Top of PROVIDED DATA

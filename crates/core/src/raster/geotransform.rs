//! Affine geotransformation for rasters

use serde::{Deserialize, Serialize};

/// Affine transformation coefficients for georeferencing rasters.
///
/// Converts between pixel coordinates (col, row) and geographic
/// coordinates (x, y). For north-up images `pixel_height` is negative.
#[derive(Debug, Clone, Copy, PartialEq, Serialize, Deserialize)]
pub struct GeoTransform {
    /// X coordinate of the upper-left corner
    pub origin_x: f64,
    /// Y coordinate of the upper-left corner
    pub origin_y: f64,
    /// Pixel width (cell size in X direction)
    pub pixel_width: f64,
    /// Pixel height (cell size in Y direction, usually negative)
    pub pixel_height: f64,
}

impl GeoTransform {
    /// Create a new north-up GeoTransform
    pub fn new(origin_x: f64, origin_y: f64, pixel_width: f64, pixel_height: f64) -> Self {
        Self {
            origin_x,
            origin_y,
            pixel_width,
            pixel_height,
        }
    }

    /// Export-resolution transform: 30 units per pixel, north-up
    pub fn export_default(origin_x: f64, origin_y: f64) -> Self {
        Self::new(origin_x, origin_y, 30.0, -30.0)
    }

    /// Convert pixel coordinates to geographic coordinates (pixel center)
    pub fn pixel_to_geo(&self, col: usize, row: usize) -> (f64, f64) {
        let x = self.origin_x + (col as f64 + 0.5) * self.pixel_width;
        let y = self.origin_y + (row as f64 + 0.5) * self.pixel_height;
        (x, y)
    }

    /// Convert geographic coordinates to fractional pixel coordinates
    pub fn geo_to_pixel(&self, x: f64, y: f64) -> (f64, f64) {
        if self.pixel_width.abs() < 1e-10 || self.pixel_height.abs() < 1e-10 {
            return (f64::NAN, f64::NAN);
        }
        let col = (x - self.origin_x) / self.pixel_width;
        let row = (y - self.origin_y) / self.pixel_height;
        (col, row)
    }

    /// Cell size (assumes square pixels)
    pub fn cell_size(&self) -> f64 {
        self.pixel_width.abs()
    }
}

impl Default for GeoTransform {
    fn default() -> Self {
        Self::new(0.0, 0.0, 1.0, -1.0)
    }
}
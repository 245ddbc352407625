//! Ecoregion registry
//!
//! Regions partition the study domain. Each region carries its geometry
//! (as a boolean membership mask), its fixed optimal-feature subset, its
//! sample library and, after training, a reference to its selected model.
//! A single registry keyed by numeric id replaces per-region hardcoded
//! lookups.

use crate::error::{Error, Result};
use crate::raster::Raster;
use crate::sample::RawSample;
use std::collections::HashMap;

/// Highest valid region id
pub const MAX_REGION_ID: u8 = 35;

/// One ecoregion's configuration and data
#[derive(Debug, Clone)]
pub struct Region {
    /// Region id, 1..=35
    pub id: u8,
    /// Ordered optimal feature subset, fixed per region
    pub features: Vec<String>,
    /// Membership mask over the domain (nonzero = inside region)
    pub mask: Option<Raster<u8>>,
    /// Curated sample library, consumed read-only by training
    pub samples: Vec<RawSample>,
    /// Reference to the selected trained classifier, if any
    pub model_ref: Option<String>,
}

impl Region {
    /// Create a region with a feature subset and no data attached yet
    pub fn new(id: u8, features: Vec<String>) -> Result<Self> {
        validate_region_id(id)?;
        Ok(Self {
            id,
            features,
            mask: None,
            samples: Vec::new(),
            model_ref: None,
        })
    }
}

/// Registry of all regions, keyed by id
#[derive(Debug, Clone, Default)]
pub struct RegionRegistry {
    regions: HashMap<u8, Region>,
}

impl RegionRegistry {
    /// Create an empty registry
    pub fn new() -> Self {
        Self::default()
    }

    /// Register a region, replacing any previous entry with the same id
    pub fn insert(&mut self, region: Region) {
        self.regions.insert(region.id, region);
    }

    /// Look up a region by id
    pub fn get(&self, id: u8) -> Result<&Region> {
        validate_region_id(id)?;
        self.regions
            .get(&id)
            .ok_or_else(|| Error::InvalidParameter {
                name: "region",
                value: id.to_string(),
                reason: "not registered".to_string(),
            })
    }

    /// Number of registered regions
    pub fn len(&self) -> usize {
        self.regions.len()
    }

    /// Whether the registry is empty
    pub fn is_empty(&self) -> bool {
        self.regions.is_empty()
    }
}

/// Check a region id against the valid range 1..=35
pub fn validate_region_id(id: u8) -> Result<()> {
    if id == 0 || id > MAX_REGION_ID {
        return Err(Error::InvalidParameter {
            name: "region",
            value: id.to_string(),
            reason: format!("must be in 1..={MAX_REGION_ID}"),
        });
    }
    Ok(())
}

Bottom of PROVIDED DATA

▶ WHAT IS EXPECTED
All of the data should be retyped exactly.

▶ FINAL ANSWER
filename crates/core/src/raster/geotransform.rs
//! Affine geotransformation for rasters

use serde::{Deserialize, Serialize};

/// Affine transformation coefficients for georeferencing rasters.
///
/// Converts between pixel coordinates (col, row) and geographic
/// coordinates (x, y). For north-up images `pixel_height` is negative.
#[derive(Debug, Clone, Copy, PartialEq, Serialize, Deserialize)]
pub struct GeoTransform {
    /// X coordinate of the upper-left corner
    pub origin_x: f64,
    /// Y coordinate of the upper-left corner
    pub origin_y: f64,
    /// Pixel width (cell size in X direction)
    pub pixel_width: f64,
    /// Pixel height (cell size in Y direction, usually negative)
    pub pixel_height: f64,
}

impl GeoTransform {
    /// Create a new north-up GeoTransform
    pub fn new(origin_x: f64, origin_y: f64, pixel_width: f64, pixel_height: f64) -> Self {
        Self {
            origin_x,
            origin_y,
            pixel_width,
            pixel_height,
        }
    }

    /// Export-resolution transform: 30 units per pixel, north-up
    pub fn export_default(origin_x: f64, origin_y: f64) -> Self {
        Self::new(origin_x, origin_y, 30.0, -30.0)
    }

    /// Convert pixel coordinates to geographic coordinates (pixel center)
    pub fn pixel_to_geo(&self, col: usize, row: usize) -> (f64, f64) {
        let x = self.origin_x + (col as f64 + 0.5) * self.pixel_width;
        let y = self.origin_y + (row as f64 + 0.5) * self.pixel_height;
        (x, y)
    }

    /// Convert geographic coordinates to fractional pixel coordinates
    pub fn geo_to_pixel(&self, x: f64, y: f64) -> (f64, f64) {
        if self.pixel_width.abs() < 1e-10 || self.pixel_height.abs() < 1e-10 {
            return (f64::NAN, f64::NAN);
        }
        let col = (x - self.origin_x) / self.pixel_width;
        let row = (y - self.origin_y) / self.pixel_height;
        (col, row)
    }

    /// Cell size (assumes square pixels)
    pub fn cell_size(&self) -> f64 {
        self.pixel_width.abs()
    }
}

impl Default for GeoTransform {
    fn default() -> Self {
        Self::new(0.0, 0.0, 1.0, -1.0)
    }
}
repository 245ddbc352407625
//! Ecoregion registry
//!
//! Regions partition the study domain. Each region carries its geometry
//! (as a boolean membership mask), its fixed optimal-feature subset, its
//! sample library and, after training, a reference to its selected model.
//! A single registry keyed by numeric id replaces per-region hardcoded
//! lookups.

use crate::error::{Error, Result};
use crate::raster::Raster;
use crate::sample::RawSample;
use std::collections::HashMap;

/// Highest valid region id
pub const MAX_REGION_ID: u8 = 35;

/// One ecoregion's configuration and data
#[derive(Debug, Clone)]
pub struct Region {
    /// Region id, 1..=35
    pub id: u8,
    /// Ordered optimal feature subset, fixed per region
    pub features: Vec<String>,
    /// Membership mask over the domain (nonzero = inside region)
    pub mask: Option<Raster<u8>>,
    /// Curated sample library, consumed read-only by training
    pub samples: Vec<RawSample>,
    /// Reference to the selected trained classifier, if any
    pub model_ref: Option<String>,
}

impl Region {
    /// Create a region with a feature subset and no data attached yet
    pub fn new(id: u8, features: Vec<String>) -> Result<Self> {
        validate_region_id(id)?;
        Ok(Self {
            id,
            features,
            mask: None,
            samples: Vec::new(),
            model_ref: None,
        })
    }
}

/// Registry of all regions, keyed by id
#[derive(Debug, Clone, Default)]
pub struct RegionRegistry {
    regions: HashMap<u8, Region>,
}

impl RegionRegistry {
    /// Create an empty registry
    pub fn new() -> Self {
        Self::default()
    }

    /// Register a region, replacing any previous entry with the same id
    pub fn insert(&mut self, region: Region) {
        self.regions.insert(region.id, region);
    }

    /// Look up a region by id
    pub fn get(&self, id: u8) -> Result<&Region> {
        validate_region_id(id)?;
        self.regions
            .get(&id)
            .ok_or_else(|| Error::InvalidParameter {
                name: "region",
                value: id.to_string(),
                reason: "not registered".to_string(),
            })
    }

    /// Number of registered regions
    pub fn len(&self) -> usize {
        self.regions.len()
    }

    /// Whether the registry is empty
    pub fn is_empty(&self) -> bool {
        self.regions.is_empty()
    }
}

/// Check a region id against the valid range 1..=35
pub fn validate_region_id(id: u8) -> Result<()> {
    if id == 0 || id > MAX_REGION_ID {
        return Err(Error::InvalidParameter {
            name: "region",
            value: id.to_string(),
            reason: format!("must be in 1..={MAX_REGION_ID}"),
        });
    }
    Ok(())
}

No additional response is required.